The Deed comes after the FWO released findings earlier this year which were damning of the treatment of overseas workers at Baiada sites. Many of the effected workers were employed by companies contracted by Baiada to carry out work at those sites. At the time of the FWO’s inquiry, it called on Baiada to take responsibility over the treatment of such workers, even though Baiada was not their legal employer.
Baiada have now announced that they will put aside a fund of $500,000 for current or former employees of Baiada site contractors who were underpaid. If the funds have not been exhausted by May 2016, any remaining amounts will be distributed to charities.

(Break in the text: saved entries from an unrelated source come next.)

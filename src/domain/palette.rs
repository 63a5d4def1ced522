use std::{collections::HashMap, sync::LazyLock};

use serde::Serialize;

use super::{
    color::HexColor,
    period::{LivePeriod, SimulatedPeriod},
};
use crate::error::SkyError;

/// Seed used when a location identifier has no usable leading number.
pub const DEFAULT_SEED: u64 = 10_000;

/// Number of primaries per simulated bucket.
pub const SIMULATED_ROTATION: usize = 5;

#[derive(Debug, Clone, PartialEq, Eq, Serialize)]
pub struct ColorPalette {
    pub primary: HexColor,
    pub gradient: Vec<HexColor>,
}

impl ColorPalette {
    #[must_use]
    pub fn new(primary: HexColor, gradient: &[HexColor]) -> Self {
        debug_assert!(gradient.len() >= 2, "gradients need at least two stops");
        Self {
            primary,
            gradient: gradient.to_vec(),
        }
    }

    /// Applies separate transforms to the primary color and to every gradient stop.
    #[must_use]
    pub fn map_with(
        &self,
        primary: impl Fn(HexColor) -> HexColor,
        stop: impl Fn(HexColor) -> HexColor,
    ) -> Self {
        Self {
            primary: primary(self.primary),
            gradient: self.gradient.iter().copied().map(stop).collect(),
        }
    }
}

const fn hex(value: u32) -> HexColor {
    HexColor::from_u32(value)
}

const LIVE_PALETTES: [(LivePeriod, HexColor, [HexColor; 3]); 8] = [
    (
        LivePeriod::Night,
        hex(0x0B1426),
        [hex(0x000428), hex(0x004E92), hex(0x0B1426)],
    ),
    (
        LivePeriod::Dawn,
        hex(0xFF6B6B),
        [hex(0xFF6B6B), hex(0xFFB347), hex(0x87CEEB)],
    ),
    (
        LivePeriod::EarlyMorning,
        hex(0x87CEEB),
        [hex(0xE0F6FF), hex(0x87CEEB), hex(0x4A90E2)],
    ),
    (
        LivePeriod::LateMorning,
        hex(0x4A90E2),
        [hex(0x87CEEB), hex(0x4A90E2), hex(0x1E90FF)],
    ),
    (
        LivePeriod::Midday,
        hex(0x1E90FF),
        [hex(0x4A90E2), hex(0x1E90FF), hex(0x00BFFF)],
    ),
    (
        LivePeriod::Afternoon,
        hex(0x4682B4),
        [hex(0x5F9EA0), hex(0x4682B4), hex(0x6495ED)],
    ),
    (
        LivePeriod::Dusk,
        hex(0xFF8E53),
        [hex(0x87CEEB), hex(0xFF8E53), hex(0xFF6B6B)],
    ),
    (
        LivePeriod::Evening,
        hex(0x483D8B),
        [hex(0x191970), hex(0x483D8B), hex(0x6A5ACD)],
    ),
];

const SIMULATED_PRIMARIES: [(SimulatedPeriod, [HexColor; SIMULATED_ROTATION]); 7] = [
    (
        SimulatedPeriod::Night,
        [hex(0x0B1426), hex(0x1A1A2E), hex(0x16213E), hex(0x0F3460), hex(0x1E3A8A)],
    ),
    (
        SimulatedPeriod::Dawn,
        [hex(0xFF6B6B), hex(0xFF8E53), hex(0xFFB347), hex(0xFFD93D), hex(0xFFE66D)],
    ),
    (
        SimulatedPeriod::Morning,
        [hex(0x87CEEB), hex(0x87CEFA), hex(0xB0E0E6), hex(0xADD8E6), hex(0xE0F6FF)],
    ),
    (
        SimulatedPeriod::Noon,
        [hex(0x4A90E2), hex(0x1E90FF), hex(0x00BFFF), hex(0x87CEEB), hex(0xB0E0E6)],
    ),
    (
        SimulatedPeriod::Afternoon,
        [hex(0x4682B4), hex(0x5F9EA0), hex(0x6495ED), hex(0x7B68EE), hex(0x9370DB)],
    ),
    (
        SimulatedPeriod::Dusk,
        [hex(0xFF6B6B), hex(0xFF8E53), hex(0xFFB347), hex(0xFFD93D), hex(0xFFE66D)],
    ),
    (
        SimulatedPeriod::Evening,
        [hex(0x191970), hex(0x483D8B), hex(0x6A5ACD), hex(0x7B68EE), hex(0x9370DB)],
    ),
];

/// Two-stop companion gradients for simulated primaries.
const COMPANION_GRADIENTS: [(HexColor, [HexColor; 2]); 16] = [
    (hex(0x87CEEB), [hex(0x4A90E2), hex(0x7B68EE)]),
    (hex(0x4682B4), [hex(0x2E5A88), hex(0x5F9EA0)]),
    (hex(0x1E90FF), [hex(0x0066CC), hex(0x4A90E2)]),
    (hex(0x00BFFF), [hex(0x0099CC), hex(0x87CEEB)]),
    (hex(0x87CEFA), [hex(0x5F9EA0), hex(0xB0E0E6)]),
    (hex(0xB0E0E6), [hex(0x87CEEB), hex(0xE0F6FF)]),
    (hex(0xADD8E6), [hex(0x87CEEB), hex(0xF0F8FF)]),
    (hex(0xF0F8FF), [hex(0xE0F6FF), hex(0xFFFFFF)]),
    (hex(0xE0F6FF), [hex(0xB0E0E6), hex(0xF0F8FF)]),
    (hex(0xB8E6B8), [hex(0x90EE90), hex(0xE0F6FF)]),
    (hex(0x191970), [hex(0x000080), hex(0x483D8B)]),
    (hex(0xFF6B6B), [hex(0xFF4757), hex(0xFF6B6B)]),
    (hex(0xFF8E53), [hex(0xFF6B6B), hex(0xFF8E53)]),
    (hex(0xFFB347), [hex(0xFF8E53), hex(0xFFB347)]),
    (hex(0xFFD93D), [hex(0xFFB347), hex(0xFFD93D)]),
    (hex(0xFFE66D), [hex(0xFFD93D), hex(0xFFE66D)]),
];

/// Companion for primaries with no dedicated entry above.
const STANDARD_DAY_GRADIENT: [HexColor; 2] = [hex(0x4A90E2), hex(0x7B68EE)];

static LIVE_TABLE: LazyLock<HashMap<LivePeriod, ColorPalette>> = LazyLock::new(|| {
    LIVE_PALETTES
        .iter()
        .map(|(period, primary, gradient)| (*period, ColorPalette::new(*primary, gradient)))
        .collect()
});

static SIMULATED_TABLE: LazyLock<HashMap<SimulatedPeriod, Vec<ColorPalette>>> =
    LazyLock::new(|| {
        let companions: HashMap<HexColor, [HexColor; 2]> =
            COMPANION_GRADIENTS.iter().copied().collect();
        SIMULATED_PRIMARIES
            .iter()
            .map(|(period, primaries)| {
                let entries: Vec<ColorPalette> = primaries
                    .iter()
                    .map(|primary| {
                        let gradient = companions
                            .get(primary)
                            .unwrap_or(&STANDARD_DAY_GRADIENT);
                        ColorPalette::new(*primary, gradient)
                    })
                    .collect();
                (*period, entries)
            })
            .collect()
    });

/// Base palette for a live bucket.
pub fn live_palette(period: LivePeriod) -> Result<ColorPalette, SkyError> {
    LIVE_TABLE
        .get(&period)
        .cloned()
        .ok_or_else(|| SkyError::Invariant(format!("no live palette for {period:?}")))
}

/// Seeded palette for a simulated bucket; the entry is `seed mod 5`.
pub fn simulated_palette(period: SimulatedPeriod, seed: u64) -> Result<ColorPalette, SkyError> {
    let entries = SIMULATED_TABLE
        .get(&period)
        .ok_or_else(|| SkyError::Invariant(format!("no simulated palettes for {period:?}")))?;
    let index = (seed % SIMULATED_ROTATION as u64) as usize;
    entries.get(index).cloned().ok_or_else(|| {
        SkyError::Invariant(format!(
            "simulated palettes for {period:?} have {} entries, wanted index {index}",
            entries.len()
        ))
    })
}

/// Reads the leading decimal digits of a location identifier, so `"10001-1234"`
/// seeds as `10001`. Identifiers with no leading digits, or a zero value, use
/// [`DEFAULT_SEED`].
#[must_use]
pub fn seed_for_location(location_id: &str) -> u64 {
    let trimmed = location_id.trim_start();
    let digits_end = trimmed
        .find(|c: char| !c.is_ascii_digit())
        .unwrap_or(trimmed.len());
    match trimmed[..digits_end].parse::<u64>() {
        Ok(0) | Err(_) => DEFAULT_SEED,
        Ok(seed) => seed,
    }
}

As part of Baiada’s compliance partnership with the FWO, it has further committed to implement a number of changes including a hotline for employees to call if they believe they are being underpaid, independent auditing of contractors for workplace compliance, new time keeping and record keeping systems, and, amongst other things, Fair Work Inspectors will have access to any Baiada work site and access to any documents at any time.
This commitment on behalf of Australia’s biggest poultry processing company is an encouraging move towards ensuring compliance. Things can go terribly wrong for businesses when they are found to have wilfully turned a blind eye to underpayment of workers employed by companies with whom they contract.
The announcements this week come as the push for big companies to take more responsibility for workplace compliance gains momentum. More and more companies sitting at the top of labour supply chains are being called out on their labour hire practices, including Myer which was, this week, the subject of a story on ABC’s 7.30. Cleaners working in Myer stores are alleging that they are being forced into low-paying, sham contracting arrangements with Myer’s cleaning contractor, Spotless. They allege that Myer knows about their circumstances but won’t act.
Where companies contract out work, and contractors then sub-contract, the question of where the responsibility lies can become a tricky legal and ethical question. However, it is clear that theFWO has the issue of the protection of the wages of vulnerable workers front and centre and is putting businesses on notice regarding wage compliance by their contractors.